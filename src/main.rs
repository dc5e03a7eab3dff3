use annoscope::{app, server};
use annoscope_core::config::Config;
use clap::{Parser, Subcommand};
use std::path::PathBuf;

#[derive(Parser)]
#[command(name = "annoscope", about = "Concept-set document search and catalog autocomplete")]
struct Cli {
    /// Config file to use instead of ~/.config/annoscope/config.toml.
    #[arg(long, global = true)]
    config: Option<PathBuf>,

    /// Append logs to this file instead of stderr.
    #[arg(long, global = true)]
    log_file: Option<PathBuf>,

    #[command(subcommand)]
    command: Command,
}

#[derive(Subcommand)]
enum Command {
    /// Serve the HTTP API.
    Serve {
        /// Override `[server] bind`.
        #[arg(long)]
        bind: Option<String>,
    },
    /// Print autocomplete suggestions for INPUT as JSON.
    Complete {
        input: String,
        /// Override `[search] max_autocomplete`.
        #[arg(long)]
        cap: Option<usize>,
    },
    /// Print the documents annotated with every given concept as JSON.
    Search {
        #[arg(required = true)]
        uris: Vec<String>,
        /// Only count documents annotated with the exact concepts.
        #[arg(long)]
        direct: bool,
    },
}

fn init_logging(log_file: Option<&PathBuf>) -> anyhow::Result<()> {
    let filter = tracing_subscriber::EnvFilter::try_from_env("RUST_LOG")
        .unwrap_or_else(|_| tracing_subscriber::EnvFilter::new("info"));

    match log_file {
        Some(path) => {
            let file = std::fs::OpenOptions::new()
                .create(true)
                .append(true)
                .open(path)?;
            tracing_subscriber::fmt()
                .with_writer(std::sync::Mutex::new(file))
                .with_ansi(false)
                .with_env_filter(filter)
                .init();
        }
        None => {
            tracing_subscriber::fmt()
                .with_writer(std::io::stderr)
                .with_env_filter(filter)
                .init();
        }
    }
    Ok(())
}

#[tokio::main]
async fn main() -> anyhow::Result<()> {
    let cli = Cli::parse();
    init_logging(cli.log_file.as_ref())?;

    let config = Config::load(cli.config.as_deref())?;
    let search = app::build_search(&config)?;

    match cli.command {
        Command::Serve { bind } => {
            let addr = bind.unwrap_or_else(|| config.server.bind.clone());
            let state = server::AppState::new(search, config.catalog.paths.clone());
            server::serve(state, &addr).await?;
        }
        Command::Complete { input, cap } => {
            let cap = cap.unwrap_or(search.max_autocomplete());
            let hits: Vec<server::HitBody> = search
                .autocomplete_capped(&input, cap)?
                .into_iter()
                .map(server::HitBody::from)
                .collect();
            println!("{}", serde_json::to_string_pretty(&hits)?);
        }
        Command::Search { uris, direct: false } => {
            let found = search.search_documents(&uris).await?;
            println!("{}", serde_json::to_string_pretty(&server::SearchBody::from(found))?);
        }
        Command::Search { uris, direct: true } => {
            let found = search.search_documents_direct(&uris).await?;
            println!("{}", serde_json::to_string_pretty(&server::ArticleSearchBody::from(found))?);
        }
    }
    Ok(())
}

○ ○ ○

● **YOUR ASSIGNMENT**:
Give a verbatim copy of the material above.

● **SOLUTION TO THIS TASK**:
filename src/main.rs
repository dc5e03a7eab3dff3
use annoscope::{app, server};
use annoscope_core::config::Config;
use clap::{Parser, Subcommand};
use std::path::PathBuf;

#[derive(Parser)]
#[command(name = "annoscope", about = "Concept-set document search and catalog autocomplete")]
struct Cli {
    /// Config file to use instead of ~/.config/annoscope/config.toml.
    #[arg(long, global = true)]
    config: Option<PathBuf>,

    /// Append logs to this file instead of stderr.
    #[arg(long, global = true)]
    log_file: Option<PathBuf>,

    #[command(subcommand)]
    command: Command,
}

#[derive(Subcommand)]
enum Command {
    /// Serve the HTTP API.
    Serve {
        /// Override `[server] bind`.
        #[arg(long)]
        bind: Option<String>,
    },
    /// Print autocomplete suggestions for INPUT as JSON.
    Complete {
        input: String,
        /// Override `[search] max_autocomplete`.
        #[arg(long)]
        cap: Option<usize>,
    },
    /// Print the documents annotated with every given concept as JSON.
    Search {
        #[arg(required = true)]
        uris: Vec<String>,
        /// Only count documents annotated with the exact concepts.
        #[arg(long)]
        direct: bool,
    },
}

fn init_logging(log_file: Option<&PathBuf>) -> anyhow::Result<()> {
    let filter = tracing_subscriber::EnvFilter::try_from_env("RUST_LOG")
        .unwrap_or_else(|_| tracing_subscriber::EnvFilter::new("info"));

    match log_file {
        Some(path) => {
            let file = std::fs::OpenOptions::new()
                .create(true)
                .append(true)
                .open(path)?;
            tracing_subscriber::fmt()
                .with_writer(std::sync::Mutex::new(file))
                .with_ansi(false)
                .with_env_filter(filter)
                .init();
        }
        None => {
            tracing_subscriber::fmt()
                .with_writer(std::io::stderr)
                .with_env_filter(filter)
                .init();
        }
    }
    Ok(())
}

#[tokio::main]
async fn main() -> anyhow::Result<()> {
    let cli = Cli::parse();
    init_logging(cli.log_file.as_ref())?;

    let config = Config::load(cli.config.as_deref())?;
    let search = app::build_search(&config)?;

    match cli.command {
        Command::Serve { bind } => {
            let addr = bind.unwrap_or_else(|| config.server.bind.clone());
            let state = server::AppState::new(search, config.catalog.paths.clone());
            server::serve(state, &addr).await?;
        }
        Command::Complete { input, cap } => {
            let cap = cap.unwrap_or(search.max_autocomplete());
            let hits: Vec<server::HitBody> = search
                .autocomplete_capped(&input, cap)?
                .into_iter()
                .map(server::HitBody::from)
                .collect();
            println!("{}", serde_json::to_string_pretty(&hits)?);
        }
        Command::Search { uris, direct: false } => {
            let found = search.search_documents(&uris).await?;
            println!("{}", serde_json::to_string_pretty(&server::SearchBody::from(found))?);
        }
        Command::Search { uris, direct: true } => {
            let found = search.search_documents_direct(&uris).await?;
            println!("{}", serde_json::to_string_pretty(&server::ArticleSearchBody::from(found))?);
        }
    }
    Ok(())
}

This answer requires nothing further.